ABOUT THIS TASK
Going line by line through the entries below, tally those that hold the string "fields". Give only the total.

PROVIDED RECORDS
//! Engine builder with validation.

use super::discovery::{discover, DiscoveryMode};
use super::ordering::order;
use super::Engine;
use crate::config::RunConfig;
use crate::errors::ConstructionError;
use crate::services::ServiceLookup;
use crate::steps::StepSource;
use std::fmt;
use std::sync::Arc;

/// Builder for creating validated engines.
///
/// Discovery and ordering happen in [`EngineBuilder::build`]; every
/// construction error surfaces there, before any step runs.
pub struct EngineBuilder<'a> {
    source: &'a dyn StepSource,
    config: RunConfig,
    services: Option<Arc<dyn ServiceLookup>>,
}

impl<'a> EngineBuilder<'a> {
    /// Creates a builder over a step source.
    #[must_use]
    pub fn new(source: &'a dyn StepSource) -> Self {
        Self {
            source,
            config: RunConfig::default(),
            services: None,
        }
    }

    /// Sets the discovery mode.
    #[must_use]
    pub fn with_discovery(mut self, mode: DiscoveryMode) -> Self {
        self.config.discovery = mode;
        self
    }

    /// Discovers unmarked steps as well.
    #[must_use]
    pub fn include_all(self) -> Self {
        self.with_discovery(DiscoveryMode::IncludeAll)
    }

    /// Replaces the run configuration.
    #[must_use]
    pub fn with_config(mut self, config: RunConfig) -> Self {
        self.config = config;
        self
    }

    /// Enables or disables diagnostics.
    #[must_use]
    pub fn with_diagnostics(mut self, enabled: bool) -> Self {
        self.config.diagnostics = enabled;
        self
    }

    /// Enables or disables strict missing-key reads.
    #[must_use]
    pub fn with_strict_missing_key(mut self, strict: bool) -> Self {
        self.config.strict_missing_key = strict;
        self
    }

    /// Sets the service lookup consulted during resolution.
    #[must_use]
    pub fn with_services(self, services: impl ServiceLookup + 'static) -> Self {
        self.with_shared_services(Arc::new(services))
    }

    /// Sets a shared service lookup.
    #[must_use]
    pub fn with_shared_services(mut self, services: Arc<dyn ServiceLookup>) -> Self {
        self.services = Some(services);
        self
    }

    /// Discovers and orders the steps.
    ///
    /// # Errors
    ///
    /// Returns a [`ConstructionError`] for duplicate names and invalid
    /// explicit predecessors.
    pub fn build(self) -> Result<Engine, ConstructionError> {
        let name = self.source.name().to_string();
        let candidates = discover(self.source, self.config.discovery).map_err(|err| {
            tracing::warn!(pipeline = %name, code = err.code(), error = %err, "discovery failed");
            err
        })?;
        let planned = order(&candidates).map_err(|err| {
            tracing::warn!(pipeline = %name, code = err.code(), error = %err, "ordering failed");
            err
        })?;

        let mut slots: Vec<_> = candidates.into_iter().map(Some).collect();
        let steps: Vec<_> = planned
            .into_iter()
            .filter_map(|index| slots.get_mut(index).and_then(Option::take))
            .collect();

        tracing::debug!(
            pipeline = %name,
            plan = ?steps.iter().map(|step| step.name()).collect::<Vec<_>>(),
            "engine built"
        );
        Ok(Engine::new(name, steps, self.services, self.config))
    }
}

impl fmt::Debug for EngineBuilder<'_> {
    fn fmt(&self, f: &mut fmt::Formatter<'_>) -> fmt::Result {
        f.debug_struct("EngineBuilder")
            .field("source", &self.source.name())
            .field("config", &self.config)
            .field("services", &self.services.is_some())
            .finish()
    }
}
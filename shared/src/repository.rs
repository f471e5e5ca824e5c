//! Requests against the report API and the mapping of their outcomes onto
//! [`AppError`]. Building and parsing are pure; the app drives the effects.

use serde::Deserialize;
use tracing::{debug, warn};

use crate::capabilities::{
    ApiResult, BearerToken, FormPart, IdentityError, MultipartError, MultipartRequest,
    MultipartResult, ValidatedUrl,
};
use crate::config::ClientConfig;
use crate::model::{ReportId, ReportRecord};
use crate::upload::UploadSubmission;
use crate::{AppError, AppResult, ErrorKind, REPORTS_PATH, UPLOAD_PATH};

/// Body of a successful upload. Only the summary is used.
#[derive(Debug, Clone, Default, PartialEq, Eq, Deserialize)]
pub struct UploadReceipt {
    #[serde(default)]
    pub ai_summary: Option<String>,
}

/// An authorized JSON call, sent through `crux_http`.
#[derive(Debug, Clone, PartialEq, Eq)]
pub struct ApiCall {
    url: ValidatedUrl,
    token: BearerToken,
}

impl ApiCall {
    fn new(url: String, token: &BearerToken) -> AppResult<Self> {
        let url = ValidatedUrl::new(url).map_err(invalid_request)?;
        Ok(Self {
            url,
            token: token.clone(),
        })
    }

    #[must_use]
    pub fn url(&self) -> &str {
        self.url.as_str()
    }

    #[must_use]
    pub fn authorization(&self) -> String {
        format!("Bearer {}", self.token.expose())
    }
}

pub fn list_call(config: &ClientConfig, token: &BearerToken) -> AppResult<ApiCall> {
    ApiCall::new(config.endpoint(REPORTS_PATH), token)
}

pub fn delete_call(config: &ClientConfig, id: &ReportId, token: &BearerToken) -> AppResult<ApiCall> {
    if id.as_str().trim().is_empty() || id.as_str().contains('/') {
        return Err(AppError::new(ErrorKind::Validation, "Invalid report id")
            .with_context("report_id", id.as_str()));
    }
    ApiCall::new(config.endpoint(&format!("{REPORTS_PATH}{id}/")), token)
}

/// Multipart upload. No `Content-Type` header is set here; the shell adds
/// the multipart one with its boundary.
pub fn upload_request(
    config: &ClientConfig,
    token: &BearerToken,
    submission: &UploadSubmission,
) -> AppResult<MultipartRequest> {
    let parts = vec![
        FormPart::File {
            name: "original_file".to_string(),
            file: submission.file.clone(),
        },
        FormPart::Text {
            name: "report_type".to_string(),
            value: submission.report_type.as_str().to_string(),
        },
    ];

    MultipartRequest::post(config.endpoint(UPLOAD_PATH), parts)
        .and_then(|r| r.with_bearer(token.expose()))
        .and_then(|r| r.with_timeout_ms(config.upload_timeout_ms))
        .map_err(invalid_request)
}

pub fn parse_list_response(result: ApiResult) -> AppResult<Vec<ReportRecord>> {
    let body = api_body(result)?;
    let reports: Vec<ReportRecord> = serde_json::from_slice(&body).map_err(|e| {
        AppError::new(ErrorKind::Server, "Unexpected response from server")
            .with_internal(e.to_string())
    })?;
    debug!(count = reports.len(), "decoded report list");
    Ok(reports)
}

/// The delete endpoint answers 204 or 200 with an arbitrary body; only the
/// status matters.
pub fn parse_delete_response(result: ApiResult) -> AppResult<()> {
    api_body(result).map(|_| ())
}

/// A success without a JSON body still counts as a completed upload.
pub fn parse_upload_response(result: MultipartResult) -> AppResult<UploadReceipt> {
    let response = match result {
        Ok(response) if response.is_success() => response,
        Ok(response) => return Err(rejected(response.status_code(), response.body())),
        Err(e) => return Err(upload_error(&e)),
    };
    if response.body().is_empty() {
        return Ok(UploadReceipt::default());
    }
    Ok(serde_json::from_slice(response.body()).unwrap_or_else(|e| {
        warn!(error = %e, "upload response was not JSON");
        UploadReceipt::default()
    }))
}

/// Failing to mint a token means the request can never be authorized.
#[must_use]
pub fn token_error(error: &IdentityError) -> AppError {
    AppError::new(ErrorKind::Authentication, "Could not obtain an access token")
        .with_internal(error.to_string())
}

/// `crux_http` may hand a non-2xx back either as a response or as
/// `HttpError::Http`; both end up in the status mapping.
fn api_body(result: ApiResult) -> AppResult<Vec<u8>> {
    match result {
        Ok(mut response) => {
            let status = u16::from(response.status());
            let body = response.take_body().unwrap_or_default();
            if (200..300).contains(&status) {
                Ok(body)
            } else {
                Err(rejected(status, &body))
            }
        }
        Err(crux_http::Error::Http(http_error)) => Err(rejected(
            u16::from(http_error.code),
            http_error.body.as_deref().unwrap_or_default(),
        )),
        Err(e) => {
            warn!(error = %e, "request failed before a response");
            Err(AppError::new(ErrorKind::Network, "Network error").with_internal(e.to_string()))
        }
    }
}

fn rejected(status: u16, body: &[u8]) -> AppError {
    let error = AppError::from_http_status(status, Some(body));
    warn!(status, kind = error.code(), "request rejected");
    error
}

fn upload_error(error: &MultipartError) -> AppError {
    let kind = if error.is_transport() {
        ErrorKind::Network
    } else {
        ErrorKind::Validation
    };
    warn!(error = %error, "upload failed before a response");
    AppError::new(kind, "Network error").with_internal(error.to_string())
}

fn invalid_request(error: MultipartError) -> AppError {
    AppError::new(ErrorKind::Validation, "Could not build request").with_internal(error.to_string())
}
//! Picks the display URL for a report out of the several fields the backend
//! has used for it over time.

use serde::{Deserialize, Serialize};
use url::Url;

use crate::config::ClientConfig;
use crate::model::ReportRecord;

#[derive(Debug, Clone, PartialEq, Eq, Serialize, Deserialize)]
pub enum ResolvedUrl {
    Resolved(String),
    /// No candidate qualified. A normal outcome; the UI disables the image
    /// affordance.
    Unresolved,
}

impl ResolvedUrl {
    #[must_use]
    pub fn as_deref(&self) -> Option<&str> {
        match self {
            ResolvedUrl::Resolved(url) => Some(url),
            ResolvedUrl::Unresolved => None,
        }
    }

    #[must_use]
    pub fn is_resolved(&self) -> bool {
        matches!(self, ResolvedUrl::Resolved(_))
    }
}

/// Candidates in priority order: `file_url`, `file`, the supplied fallback,
/// `image_url`, `url`. The first usable one wins and is returned trimmed.
#[must_use]
pub fn resolve_file_url(record: &ReportRecord, fallback: Option<&str>) -> ResolvedUrl {
    [
        record.file_url.as_deref(),
        record.file.as_deref(),
        fallback,
        record.image_url.as_deref(),
        record.url.as_deref(),
    ]
    .into_iter()
    .flatten()
    .find_map(usable)
    .map_or(ResolvedUrl::Unresolved, ResolvedUrl::Resolved)
}

/// Resolves with the fallback derived from the record's `original_file`.
#[must_use]
pub fn resolve_with_config(record: &ReportRecord, config: &ClientConfig) -> ResolvedUrl {
    let fallback = fallback_for(record, config);
    resolve_file_url(record, fallback.as_deref())
}

/// `original_file` is normally a server-relative upload path; it becomes
/// absolute against the media base. An already absolute value passes through.
#[must_use]
pub fn fallback_for(record: &ReportRecord, config: &ClientConfig) -> Option<String> {
    let path = record.original_file.as_deref()?.trim();
    if path.is_empty() {
        return None;
    }
    if has_http_scheme(path) {
        Some(path.to_string())
    } else {
        Some(config.media_url(path))
    }
}

fn usable(candidate: &str) -> Option<String> {
    let trimmed = candidate.trim();
    if trimmed.is_empty() || trimmed == "undefined" || trimmed.contains("/undefined") {
        return None;
    }
    if !has_http_scheme(trimmed) {
        return None;
    }
    Url::parse(trimmed).ok()?;
    Some(trimmed.to_string())
}

fn has_http_scheme(value: &str) -> bool {
    let lower = value.get(..8).unwrap_or(value).to_ascii_lowercase();
    lower.starts_with("http://") || lower.starts_with("https://")
}

#[cfg(test)]
mod tests {
    use super::*;
    use crate::model::{ReportId, ReportType};
    use proptest::prelude::*;

    fn record() -> ReportRecord {
        ReportRecord::new(ReportId::new("1"), ReportType::Lab)
    }

    #[test]
    fn empty_record_is_unresolved() {
        assert_eq!(resolve_file_url(&record(), None), ResolvedUrl::Unresolved);
    }

    #[test]
    fn priority_order() {
        let mut r = record();
        r.url = Some("https://e/url.png".into());
        assert_eq!(resolve_file_url(&r, None).as_deref(), Some("https://e/url.png"));

        r.image_url = Some("https://e/image.png".into());
        assert_eq!(resolve_file_url(&r, None).as_deref(), Some("https://e/image.png"));

        assert_eq!(
            resolve_file_url(&r, Some("https://e/fallback.png")).as_deref(),
            Some("https://e/fallback.png")
        );

        r.file = Some("https://e/file.png".into());
        assert_eq!(
            resolve_file_url(&r, Some("https://e/fallback.png")).as_deref(),
            Some("https://e/file.png")
        );

        r.file_url = Some("https://e/file_url.png".into());
        assert_eq!(
            resolve_file_url(&r, Some("https://e/fallback.png")).as_deref(),
            Some("https://e/file_url.png")
        );
    }

    #[test]
    fn literal_undefined_falls_through() {
        let mut r = record();
        r.file_url = Some("undefined".into());
        r.image_url = Some("https://e/x.png".into());
        assert_eq!(resolve_file_url(&r, None).as_deref(), Some("https://e/x.png"));
    }

    #[test]
    fn undefined_file_url_yields_next_field() {
        let r: ReportRecord = serde_json::from_value(serde_json::json!({
            "id": 1,
            "fileUrl": "undefined",
            "file": "http://y/b.png"
        }))
        .unwrap();
        assert_eq!(resolve_file_url(&r, None).as_deref(), Some("http://y/b.png"));
    }

    #[test]
    fn rejects_unusable_values() {
        for bad in [
            "",
            "   ",
            "undefined",
            "https://e/media/undefined",
            "/undefined",
            "/media/reports/a.png",
            "ftp://e/a.png",
            "data:image/png;base64,AAAA",
            "https://",
        ] {
            let mut r = record();
            r.file_url = Some(bad.to_string());
            assert_eq!(resolve_file_url(&r, None), ResolvedUrl::Unresolved, "{bad:?}");
        }
    }

    #[test]
    fn scheme_check_is_case_insensitive_and_value_trimmed() {
        let mut r = record();
        r.file = Some("  HTTPS://e/a.png \n".into());
        assert_eq!(resolve_file_url(&r, None).as_deref(), Some("HTTPS://e/a.png"));
    }

    #[test]
    fn fallback_from_original_file() {
        let config = ClientConfig {
            api_base_url: "https://api.example.com".into(),
            ..ClientConfig::default()
        };
        let mut r = record();
        assert_eq!(fallback_for(&r, &config), None);

        r.original_file = Some("/media/reports/scan.png".into());
        assert_eq!(
            resolve_with_config(&r, &config).as_deref(),
            Some("https://api.example.com/media/reports/scan.png")
        );

        r.original_file = Some("https://cdn.example.com/scan.png".into());
        assert_eq!(
            fallback_for(&r, &config).as_deref(),
            Some("https://cdn.example.com/scan.png")
        );

        r.original_file = Some("   ".into());
        assert_eq!(fallback_for(&r, &config), None);
    }

    proptest! {
        #[test]
        fn never_resolves_without_http_scheme(path in "[a-z/._-]{0,40}") {
            let mut r = record();
            r.file_url = Some(path.clone());
            r.file = Some(format!("/{path}"));
            r.image_url = Some(format!("ftp://host/{path}"));
            prop_assert_eq!(resolve_file_url(&r, Some(path.as_str())), ResolvedUrl::Unresolved);
        }

        #[test]
        fn resolved_urls_never_mention_undefined(segment in "[a-z]{1,12}", poison in any::<bool>()) {
            let mut r = record();
            let candidate = if poison {
                format!("https://e/{segment}/undefined")
            } else {
                format!("https://e/{segment}.png")
            };
            r.file_url = Some(candidate.clone());
            let resolved = resolve_file_url(&r, None);
            if poison {
                prop_assert_eq!(resolved, ResolvedUrl::Unresolved);
            } else {
                prop_assert_eq!(resolved.as_deref(), Some(candidate.as_str()));
            }
        }
    }
}
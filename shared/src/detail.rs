use serde::{Deserialize, Serialize};

use crate::model::{ReportRecord, ReportType};
use crate::resolver::{resolve_file_url, ResolvedUrl};

pub const NO_REPORT_DATA: &str = "No report data available";
pub const NO_IMAGE: &str = "No image available for this report";
pub const IMAGE_LOAD_FAILED: &str = "Error loading image";

#[derive(Debug, Clone, Copy, PartialEq, Eq, Serialize, Deserialize)]
pub enum ImageState {
    Loading,
    Loaded,
    Errored,
}

#[derive(Debug, Clone, PartialEq, Eq, Serialize, Deserialize)]
pub enum DetailContent {
    /// Opened without a record.
    NoRecord,
    /// A record was supplied but none of its file fields resolved.
    NoUsableUrl,
    Image {
        url: String,
        state: ImageState,
        /// Incremented on every retry. The shell echoes it back with the load
        /// result so a late answer for an older attempt can be told apart.
        attempt: u32,
    },
}

#[derive(Debug, Clone, PartialEq, Eq, Serialize, Deserialize)]
pub struct MetadataField {
    pub label: String,
    pub value: String,
}

/// State of one open detail modal. A fresh instance is built on every open, so
/// nothing carries over between openings.
#[derive(Debug, Clone, PartialEq, Eq, Serialize, Deserialize)]
pub struct DetailModal {
    pub content: DetailContent,
    pub metadata: Vec<MetadataField>,
    /// Page scroll-lock in effect before the modal opened; restored on close.
    pub prior_scroll_lock: bool,
}

impl DetailModal {
    #[must_use]
    pub fn open(record: Option<&ReportRecord>, fallback: Option<&str>, prior_scroll_lock: bool) -> Self {
        let Some(record) = record else {
            return Self {
                content: DetailContent::NoRecord,
                metadata: Vec::new(),
                prior_scroll_lock,
            };
        };

        let content = match resolve_file_url(record, fallback) {
            ResolvedUrl::Resolved(url) => DetailContent::Image {
                url,
                state: ImageState::Loading,
                attempt: 0,
            },
            ResolvedUrl::Unresolved => DetailContent::NoUsableUrl,
        };

        Self {
            content,
            metadata: metadata_for(record),
            prior_scroll_lock,
        }
    }

    /// Returns whether the state changed. Results for any attempt other than
    /// the current one are ignored.
    pub fn image_loaded(&mut self, for_attempt: u32) -> bool {
        self.settle(for_attempt, ImageState::Loaded)
    }

    pub fn image_failed(&mut self, for_attempt: u32) -> bool {
        self.settle(for_attempt, ImageState::Errored)
    }

    /// Only valid from `Errored`; anything else is a no-op.
    pub fn retry(&mut self) -> bool {
        match &mut self.content {
            DetailContent::Image { state, attempt, .. } if *state == ImageState::Errored => {
                *state = ImageState::Loading;
                *attempt = attempt.saturating_add(1);
                true
            }
            _ => false,
        }
    }

    #[must_use]
    pub fn image_state(&self) -> Option<ImageState> {
        match &self.content {
            DetailContent::Image { state, .. } => Some(*state),
            _ => None,
        }
    }

    /// Link for opening the image directly, offered once loading has failed.
    #[must_use]
    pub fn original_url(&self) -> Option<&str> {
        match &self.content {
            DetailContent::Image {
                url,
                state: ImageState::Errored,
                ..
            } => Some(url),
            _ => None,
        }
    }

    #[must_use]
    pub fn empty_message(&self) -> Option<&'static str> {
        match self.content {
            DetailContent::NoRecord => Some(NO_REPORT_DATA),
            DetailContent::NoUsableUrl => Some(NO_IMAGE),
            DetailContent::Image { .. } => None,
        }
    }

    fn settle(&mut self, for_attempt: u32, to: ImageState) -> bool {
        match &mut self.content {
            DetailContent::Image { state, attempt, .. }
                if *attempt == for_attempt && *state == ImageState::Loading =>
            {
                *state = to;
                true
            }
            _ => false,
        }
    }
}

fn metadata_for(record: &ReportRecord) -> Vec<MetadataField> {
    let present = |value: Option<&str>| {
        value
            .map(str::trim)
            .filter(|v| !v.is_empty())
            .map(ToString::to_string)
    };

    let report_type = (record.report_type != ReportType::Unknown)
        .then(|| record.report_type.label().to_string());

    [
        ("Report Type", report_type),
        ("Report Date", present(record.report_date.as_deref())),
        ("Patient", record.patient_name()),
        ("Uploaded", present(record.created_at.as_deref())),
    ]
    .into_iter()
    .filter_map(|(label, value)| {
        value.map(|value| MetadataField {
            label: label.to_string(),
            value,
        })
    })
    .collect()
}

ANSWER SECTION
2